65 of any currency doesn’t seem like a lot of money, but when you are dealing in the cryptocurrency Bitcoin, it adds up quick. One city on Florida’s Atlantic coast is finding that out the hard way after getting hit with a ransomware that stymied the city of 35,000 government’s ability to function. Let’s take a look at the situation that made the city’s leaders agree to pay hundreds of thousands of dollars to scammers.

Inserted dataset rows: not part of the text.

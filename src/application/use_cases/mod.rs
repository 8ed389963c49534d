mod visualize_sbom;

pub use visualize_sbom::VisualizeSbomUseCase;
/// Type alias for Result with anyhow::Error as the error type.
/// This provides a consistent error handling pattern across the codebase.
pub type Result<T> = std::result::Result<T, anyhow::Error>;
//! Configuration file support for sbom-graph.
//!
//! Provides YAML-based configuration through `sbom-graph.config.yml` files,
//! including data structures, file loading, and validation.

use anyhow::{bail, Context};
use serde::Deserialize;
use std::collections::BTreeMap;
use std::path::Path;

use sbom_graph::graph_engine::services::LayoutConfig;
use sbom_graph::shared::Result;

pub const CONFIG_FILENAME: &str = "sbom-graph.config.yml";

/// Top-level configuration file schema.
#[derive(Debug, Deserialize, Default)]
pub struct ConfigFile {
    pub format: Option<String>,
    pub title: Option<String>,
    pub description: Option<String>,
    pub include_metadata: Option<bool>,
    pub include_legend: Option<bool>,
    pub include_statistics: Option<bool>,
    pub matrix_mode: Option<bool>,
    pub root: Option<String>,
    pub exclude_components: Option<Vec<String>>,
    pub layout: Option<LayoutSection>,
    /// Captures unknown fields for warnings.
    #[serde(flatten)]
    pub unknown_fields: BTreeMap<String, serde_yaml_ng::Value>,
}

/// `layout:` section; every key falls back to the built-in default.
#[derive(Debug, Deserialize, Default)]
pub struct LayoutSection {
    pub base_offset: Option<f64>,
    pub level_gap: Option<f64>,
    pub row_height: Option<f64>,
    pub top_offset: Option<f64>,
    #[serde(flatten)]
    pub unknown_fields: BTreeMap<String, serde_yaml_ng::Value>,
}

impl ConfigFile {
    /// Layout spacing with unset keys taken from `LayoutConfig::default()`
    pub fn layout_config(&self) -> LayoutConfig {
        let defaults = LayoutConfig::default();
        match &self.layout {
            None => defaults,
            Some(section) => LayoutConfig {
                base_offset: section.base_offset.unwrap_or(defaults.base_offset),
                level_gap: section.level_gap.unwrap_or(defaults.level_gap),
                row_height: section.row_height.unwrap_or(defaults.row_height),
                top_offset: section.top_offset.unwrap_or(defaults.top_offset),
            },
        }
    }

    /// Unknown keys, nested ones prefixed with their section
    pub fn unknown_keys(&self) -> Vec<String> {
        let mut keys: Vec<String> = self.unknown_fields.keys().cloned().collect();
        if let Some(layout) = &self.layout {
            keys.extend(layout.unknown_fields.keys().map(|k| format!("layout.{}", k)));
        }
        keys
    }
}

/// Load config from an explicit path. Returns an error if the file is not found.
pub fn load_config_from_path(path: &Path) -> Result<ConfigFile> {
    let content = std::fs::read_to_string(path).with_context(|| {
        format!(
            "Failed to read config file: {}\n\n💡 Hint: Check that the file exists and is readable.",
            path.display()
        )
    })?;

    let config: ConfigFile = serde_yaml_ng::from_str(&content).with_context(|| {
        format!(
            "Failed to parse config file: {}\n\n💡 Hint: Ensure the file contains valid YAML syntax.",
            path.display()
        )
    })?;

    validate_config(&config)?;
    warn_unknown_fields(&config);

    Ok(config)
}

/// Auto-discover config in a directory. Returns `None` silently if not found.
pub fn discover_config(dir: &Path) -> Result<Option<ConfigFile>> {
    let config_path = dir.join(CONFIG_FILENAME);

    if !config_path.exists() {
        return Ok(None);
    }

    let config = load_config_from_path(&config_path)?;
    eprintln!("📄 Auto-discovered config file: {}", config_path.display());
    Ok(Some(config))
}

/// Validate the loaded configuration.
fn validate_config(config: &ConfigFile) -> Result<()> {
    if let Some(ref patterns) = config.exclude_components {
        for (i, pattern) in patterns.iter().enumerate() {
            if pattern.trim().is_empty() {
                bail!(
                    "Invalid config: exclude_components[{}] must not be empty.\n\n\
                     💡 Hint: Remove the entry or give a component name pattern (e.g., \"eslint-*\").",
                    i
                );
            }
        }
    }

    if let Some(ref layout) = config.layout {
        let gaps = [("level_gap", layout.level_gap), ("row_height", layout.row_height)];
        for (name, value) in gaps {
            if let Some(value) = value {
                if !value.is_finite() || value <= 0.0 {
                    bail!(
                        "Invalid config: layout.{} must be a positive number, got {}.",
                        name,
                        value
                    );
                }
            }
        }
        let offsets = [("base_offset", layout.base_offset), ("top_offset", layout.top_offset)];
        for (name, value) in offsets {
            if let Some(value) = value {
                if !value.is_finite() {
                    bail!("Invalid config: layout.{} must be a finite number.", name);
                }
            }
        }
    }
    Ok(())
}

/// Warn about unknown fields in the config file.
fn warn_unknown_fields(config: &ConfigFile) {
    for key in config.unknown_keys() {
        eprintln!(
            "⚠️  Warning: Unknown config field '{}' will be ignored.",
            key
        );
    }
}
/// Shared helpers for integration tests
#[allow(dead_code)]
pub mod mocks;
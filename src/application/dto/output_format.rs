/// Output format of the exported document
///
/// Shared by the CLI, the config file and the exporter factory.
#[derive(Debug, Clone, Copy, Default, PartialEq, Eq)]
pub enum OutputFormat {
    /// Standalone HTML page with an embedded SVG graphic (default)
    #[default]
    Html,
    /// Canonical component list as JSON
    Json,
}

impl OutputFormat {
    /// Conventional file extension for documents in this format
    pub fn extension(&self) -> &'static str {
        match self {
            OutputFormat::Html => "html",
            OutputFormat::Json => "json",
        }
    }
}

impl std::str::FromStr for OutputFormat {
    type Err = String;

    fn from_str(s: &str) -> Result<Self, Self::Err> {
        match s.to_lowercase().as_str() {
            "html" | "htm" => Ok(OutputFormat::Html),
            "json" => Ok(OutputFormat::Json),
            _ => Err(format!(
                "Invalid format: {}. Please specify 'html' or 'json'",
                s
            )),
        }
    }
}

impl std::fmt::Display for OutputFormat {
    fn fmt(&self, f: &mut std::fmt::Formatter<'_>) -> std::fmt::Result {
        match self {
            OutputFormat::Html => write!(f, "html"),
            OutputFormat::Json => write!(f, "json"),
        }
    }
}
use crate::graph_engine::domain::{Component, ComponentType, RiskLevel};
use crate::shared::Result;
use std::cell::Cell;
use std::collections::HashSet;

/// Maximum number of exclude patterns to prevent DoS attacks
const MAX_EXCLUDE_PATTERNS: usize = 64;

/// Maximum length of a single exclude pattern to prevent DoS attacks
const MAX_PATTERN_LENGTH: usize = 255;

/// ComponentFilter - derived view over a canonical component list
///
/// The filter is an explicit pure function: callers apply it whenever the
/// criteria or the input change. Removed components leave dangling edges
/// behind, which the graph builder ignores.
#[derive(Debug, Default)]
pub struct ComponentFilter {
    exclude_patterns: Vec<ExcludePattern>,
    types: HashSet<ComponentType>,
    risk_levels: HashSet<RiskLevel>,
    search: Option<String>,
    vulnerable_only: bool,
}

impl ComponentFilter {
    /// Creates a filter that keeps everything
    pub fn new() -> Self {
        Self::default()
    }

    /// Adds name exclusion patterns; `*` matches any run of characters
    ///
    /// # Errors
    /// - Too many patterns (> MAX_EXCLUDE_PATTERNS)
    /// - Invalid pattern format (length, characters, wildcard only)
    pub fn with_exclude_patterns(mut self, patterns: Vec<String>) -> Result<Self> {
        if patterns.len() > MAX_EXCLUDE_PATTERNS {
            anyhow::bail!(
                "Too many exclusion patterns: {} (maximum: {})",
                patterns.len(),
                MAX_EXCLUDE_PATTERNS
            );
        }

        self.exclude_patterns = patterns
            .into_iter()
            .map(ExcludePattern::new)
            .collect::<Result<Vec<_>>>()?;
        Ok(self)
    }

    /// Keeps only the given types (empty = all types)
    pub fn with_types(mut self, types: impl IntoIterator<Item = ComponentType>) -> Self {
        self.types = types.into_iter().collect();
        self
    }

    /// Keeps only the given risk levels (empty = all levels)
    pub fn with_risk_levels(mut self, risk_levels: impl IntoIterator<Item = RiskLevel>) -> Self {
        self.risk_levels = risk_levels.into_iter().collect();
        self
    }

    /// Case-insensitive search over name and description
    pub fn with_search(mut self, term: impl Into<String>) -> Self {
        let term = term.into();
        let term = term.trim();
        self.search = (!term.is_empty()).then(|| term.to_lowercase());
        self
    }

    pub fn vulnerable_only(mut self, enabled: bool) -> Self {
        self.vulnerable_only = enabled;
        self
    }

    /// Returns `true` when no criterion is set
    pub fn is_pass_through(&self) -> bool {
        self.exclude_patterns.is_empty()
            && self.types.is_empty()
            && self.risk_levels.is_empty()
            && self.search.is_none()
            && !self.vulnerable_only
    }

    /// Applies every criterion, preserving input order
    pub fn apply(&self, components: &[Component]) -> Vec<Component> {
        components
            .iter()
            .filter(|c| self.keeps(c))
            .cloned()
            .collect()
    }

    fn keeps(&self, component: &Component) -> bool {
        if self.is_excluded(&component.name) {
            return false;
        }
        if !self.types.is_empty() && !self.types.contains(&component.component_type) {
            return false;
        }
        if !self.risk_levels.is_empty() && !self.risk_levels.contains(&component.risk_level) {
            return false;
        }
        if self.vulnerable_only && !component.is_vulnerable() {
            return false;
        }
        match &self.search {
            Some(term) => {
                component.name.to_lowercase().contains(term)
                    || component.description.to_lowercase().contains(term)
            }
            None => true,
        }
    }

    /// Every pattern is evaluated so that match bookkeeping stays accurate
    fn is_excluded(&self, name: &str) -> bool {
        self.exclude_patterns
            .iter()
            .fold(false, |excluded, p| p.matches(name) || excluded)
    }

    /// Patterns that matched no component during previous `apply` calls
    pub fn unmatched_patterns(&self) -> Vec<String> {
        self.exclude_patterns
            .iter()
            .filter(|p| !p.matched.get())
            .map(|p| p.original.clone())
            .collect()
    }
}

/// A single exclusion pattern with its compiled segments
#[derive(Debug)]
struct ExcludePattern {
    original: String,
    segments: Vec<String>,
    matched: Cell<bool>,
}

impl ExcludePattern {
    fn new(pattern: String) -> Result<Self> {
        validate_pattern(&pattern)?;
        let segments = pattern.split('*').map(str::to_string).collect();
        Ok(Self {
            original: pattern,
            segments,
            matched: Cell::new(false),
        })
    }

    fn matches(&self, name: &str) -> bool {
        let is_match = glob_match(&self.segments, name);
        if is_match {
            self.matched.set(true);
        }
        is_match
    }
}

/// Anchored wildcard match.
///
/// `segments` is the pattern split on `*`: the first segment must be a
/// prefix, the last a suffix, and the middle ones must appear in order
/// between them.
fn glob_match(segments: &[String], name: &str) -> bool {
    match segments {
        [] => name.is_empty(),
        [exact] => name == exact,
        [first, middle @ .., last] => {
            if name.len() < first.len() + last.len()
                || !name.starts_with(first.as_str())
                || !name.ends_with(last.as_str())
            {
                return false;
            }
            let mut rest = &name[first.len()..name.len() - last.len()];
            for part in middle {
                match rest.find(part.as_str()) {
                    Some(pos) => rest = &rest[pos + part.len()..],
                    None => return false,
                }
            }
            true
        }
    }
}

fn validate_pattern(pattern: &str) -> Result<()> {
    if pattern.is_empty() {
        anyhow::bail!("Exclusion pattern cannot be empty");
    }

    if pattern.len() > MAX_PATTERN_LENGTH {
        anyhow::bail!(
            "Exclusion pattern is too long: '{}' ({} chars). Maximum: {} chars",
            pattern,
            pattern.len(),
            MAX_PATTERN_LENGTH
        );
    }

    if let Some(ch) = pattern.chars().find(|c| !is_valid_pattern_char(*c)) {
        anyhow::bail!(
            "Exclusion pattern contains invalid character '{}' in pattern '{}'. \
             Only alphanumeric, '-', '_', '.', '@', '/', ':' and '*' are allowed.",
            ch,
            pattern
        );
    }

    if pattern.chars().all(|c| c == '*') {
        anyhow::bail!(
            "Exclusion pattern cannot contain only wildcards: '{}'",
            pattern
        );
    }

    Ok(())
}

/// Component names from npm, Maven and PyPI share this alphabet
fn is_valid_pattern_char(c: char) -> bool {
    c.is_alphanumeric() || matches!(c, '-' | '_' | '.' | '@' | '/' | ':' | '*')
}
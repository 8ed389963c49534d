use crate::ports::outbound::ProgressReporter;
use indicatif::{ProgressBar, ProgressStyle};
use std::cell::RefCell;

const BAR_TEMPLATE: &str = "   {spinner:.green} [{bar:40.cyan/blue}] {pos}/{len} - {msg}";

/// StderrProgressReporter adapter for reporting progress to stderr
///
/// Writes everything to stderr so the exported document can be piped from
/// stdout. Source loading shows an indicatif progress bar.
pub struct StderrProgressReporter {
    progress_bar: RefCell<Option<ProgressBar>>,
    quiet: bool,
}

impl StderrProgressReporter {
    pub fn new() -> Self {
        Self {
            progress_bar: RefCell::new(None),
            quiet: false,
        }
    }

    /// Reporter that only prints errors and warnings
    pub fn quiet() -> Self {
        Self {
            progress_bar: RefCell::new(None),
            quiet: true,
        }
    }

    fn get_or_create_progress_bar(&self, total: usize) -> ProgressBar {
        let mut slot = self.progress_bar.borrow_mut();
        if let Some(pb) = slot.as_ref() {
            return pb.clone();
        }

        let style = ProgressStyle::default_bar()
            .template(BAR_TEMPLATE)
            .unwrap_or_else(|_| ProgressStyle::default_bar())
            .progress_chars("=>-");
        let pb = ProgressBar::new(total as u64);
        pb.set_style(style);
        *slot = Some(pb.clone());
        pb
    }

    fn finish_progress_bar(&self) {
        if let Some(pb) = self.progress_bar.borrow_mut().take() {
            pb.finish_and_clear();
        }
    }
}

impl Default for StderrProgressReporter {
    fn default() -> Self {
        Self::new()
    }
}

impl ProgressReporter for StderrProgressReporter {
    fn report(&self, message: &str) {
        if !self.quiet {
            eprintln!("{}", message);
        }
    }

    fn report_progress(&self, current: usize, total: usize, message: Option<&str>) {
        if self.quiet {
            return;
        }
        let pb = self.get_or_create_progress_bar(total);
        pb.set_position(current as u64);
        if let Some(msg) = message {
            pb.set_message(msg.to_string());
        }
        if current >= total {
            self.finish_progress_bar();
        }
    }

    fn report_error(&self, message: &str) {
        self.finish_progress_bar();
        eprintln!("{}", message);
    }

    fn report_completion(&self, message: &str) {
        self.finish_progress_bar();
        if !self.quiet {
            eprintln!("{}", message);
        }
    }
}
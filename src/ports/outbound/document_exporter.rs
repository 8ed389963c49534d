use crate::graph_engine::domain::{Component, ExportOptions, TreeNode};
use crate::shared::Result;

/// DocumentExporter port for serializing a positioned forest
///
/// Implementations read node geometry from the forest as-is and never
/// re-run the layout.
pub trait DocumentExporter {
    /// Serializes `forest` and the canonical `components` it was built from
    ///
    /// # Arguments
    /// * `forest` - Positioned tree nodes
    /// * `components` - Canonical (possibly filtered) component set; statistics
    ///   and matrix views are computed from this, not from the forest
    /// * `options` - Title, description and optional sections
    ///
    /// # Errors
    /// Returns an error if serialization fails
    fn export(
        &self,
        forest: &[TreeNode],
        components: &[Component],
        options: &ExportOptions,
    ) -> Result<String>;
}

A few weeks ago, an unwitting employee of the city of Riviera Beach, a small city just up the coast from West Palm Beach, clicked on a file that wasn’t supposed to be clicked on and it ended up locking large portions of their municipal computing infrastructure. When the initial report came to the City Council, they decided it was high time that they updated their computers and approved to spend nearly $1 million to update all municipal computers. Only then were they told that new hardware is all well and good, but paying to upgrade their computers isn’t going to get their access to data back.
The only way that was going to happen is by giving over to the hackers demands. They were simple: produce 65 Bitcoin, and the files will be decrypted. Since after the ransomware was deployed, the city email system was unavailable and its 911 dispatchers didn’t have access to computing systems that are necessary for prompt emergency response, the city council acted quickly as to avoid a long, drawn-out situation that could potentially cost the city millions.
Ransomware victims: Atlanta, GA; Newark, NJ; and Sarasota, FL, had been examples of cities that refused to pay ransoms only to see costs of recovery soar. Currently, the FBI, the Department of Homeland Security, and the U.S. Secret Service are all working on the case.
Typically, we’ve advised ransomware victims not to pay the ransom, since it provides the hackers the resources they need to continue conducting acts of cybercrime. It’s been mentioned repeatedly by IT professionals and cybercrime experts that there is no guarantee that hackers will stay true to their word and decrypt the files once the ransom has been paid.
Ransomware is a major and continuously-developing problem for municipalities and businesses, alike. For more information about ransomware, subscribe to our blog, or give us a call at (516) 403-9001 (844) 446-9677.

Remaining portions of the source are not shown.